*PROBLEM TO SOLVE*: In the entries below, how many lines contain the string "AppResult"? Give the number by itself.

Extracted records
++++++++
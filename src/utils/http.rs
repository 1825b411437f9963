use crate::error::{AppError, AppResult};
use crate::models::UpstreamProxyConfig;
use reqwest::{Client, Proxy};
use std::time::Duration;

#[cfg(not(any(feature = "tls-native", feature = "tls-rustls")))]
compile_error!("one TLS backend feature must be enabled: `tls-native` or `tls-rustls`");

pub fn apply_tls_backend(builder: reqwest::ClientBuilder) -> reqwest::ClientBuilder {
    #[cfg(all(feature = "tls-rustls", not(feature = "tls-native")))]
    {
        return builder.use_rustls_tls();
    }
    #[cfg(any(feature = "tls-native", not(feature = "tls-rustls")))]
    {
        builder
    }
}

fn apply_proxy(
    mut builder: reqwest::ClientBuilder,
    proxy: &UpstreamProxyConfig,
) -> AppResult<reqwest::ClientBuilder> {
    if proxy.enabled && !proxy.url.is_empty() {
        let p = Proxy::all(&proxy.url)
            .map_err(|e| AppError::Config(format!("invalid upstream proxy url {}: {}", proxy.url, e)))?;
        builder = builder.proxy(p);
        tracing::info!("Outbound HTTP routed through upstream proxy: {}", proxy.url);
    }
    Ok(builder)
}

/// Client for bounded upstream calls. `timeout_secs` caps the whole request.
pub fn build_client(timeout_secs: u64, proxy: &UpstreamProxyConfig) -> AppResult<Client> {
    let builder = apply_tls_backend(Client::builder())
        .timeout(Duration::from_secs(timeout_secs))
        .connect_timeout(Duration::from_secs(20))
        .user_agent(crate::constants::USER_AGENT.as_str());
    apply_proxy(builder, proxy)?
        .build()
        .map_err(AppError::Network)
}

/// Client for SSE reads: no wall-clock timeout, cancellation comes from the
/// client disconnecting.
pub fn build_stream_client(proxy: &UpstreamProxyConfig) -> AppResult<Client> {
    let builder = apply_tls_backend(Client::builder())
        .connect_timeout(Duration::from_secs(20))
        .user_agent(crate::constants::USER_AGENT.as_str());
    apply_proxy(builder, proxy)?
        .build()
        .map_err(AppError::Network)
}

#[cfg(test)]
mod tests {
    use super::*;

    #[test]
    fn disabled_proxy_builds() {
        let proxy = UpstreamProxyConfig::default();
        assert!(build_client(30, &proxy).is_ok());
        assert!(build_stream_client(&proxy).is_ok());
    }

    #[test]
    fn invalid_proxy_url_is_a_config_error() {
        let proxy = UpstreamProxyConfig {
            enabled: true,
            url: "\u{0}".to_string(),
        };
        assert!(matches!(build_client(30, &proxy), Err(AppError::Config(_))));
    }
}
++++++++
*THE COMPLETED TASK*: 4